Von Willebrand disease type 1 (VWD1)
Von Willebrand disease type 1 (vWD1) is a bleeding disorder of variable severity that results from a quantitative or qualitative defect in von Willebrand factor (vWF). On vascular injury, vWf mediates platelet adhesion to exposed subendothelium and is involved in platelet-to-platelet aggregation. The disease is the most common hereditary bleeding disorder and it is genetically and clinically heterogeneous. Clinical signs of the disease include spontaneous bleeding from mucosal surfaces and excess blood loss after surgery or trauma. Three clinical types, 1, 2, and 3, have been described.

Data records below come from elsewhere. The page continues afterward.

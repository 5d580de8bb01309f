pub mod player;
pub mod result;
pub mod scoring;
pub mod series;
pub mod table;

pub use player::{NewPlayer, Player, PlayerId, PlayerUpdate};
pub use result::{GameResult, ResultKey, ResultUpdate};
pub use scoring::{EvaluationRow, ScoringRules, Totals};
pub use series::{NewSeries, Series, SeriesId, SeriesUpdate};
pub use table::{Table, TableId, TableKey, TableUpdate, MAX_TABLE_SIZE, MIN_TABLE_SIZE};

Von Willebrand disease type 1 is inherited in a recessive fashion. Bleeding appears to be due to the reduced amount of vWF rather than a qualitative difference. Although Von Willebrand disease type 1 is the most common form of vWD found in most mammals and can cause serious bleeding problems, it is generally less severe than the other 2 types.
Testing of affected dogs can be done by vWF antigen testing or by coagulation assays, but these procedures yield variable results. This variability makes it difficult for breeders to use this information to eliminate the disease-causing allele from their lines. Thus, it is highly desirable that DNA tests are run to get definitive answers.
Moser, J., Meyers, K.M., Meinkoth, J.H., and Brassard, J.A. (1996). Temporal variation and factors affecting measurement of canine von Willebrand factor. American Journal of Veterinary Research 57, 1288–1293.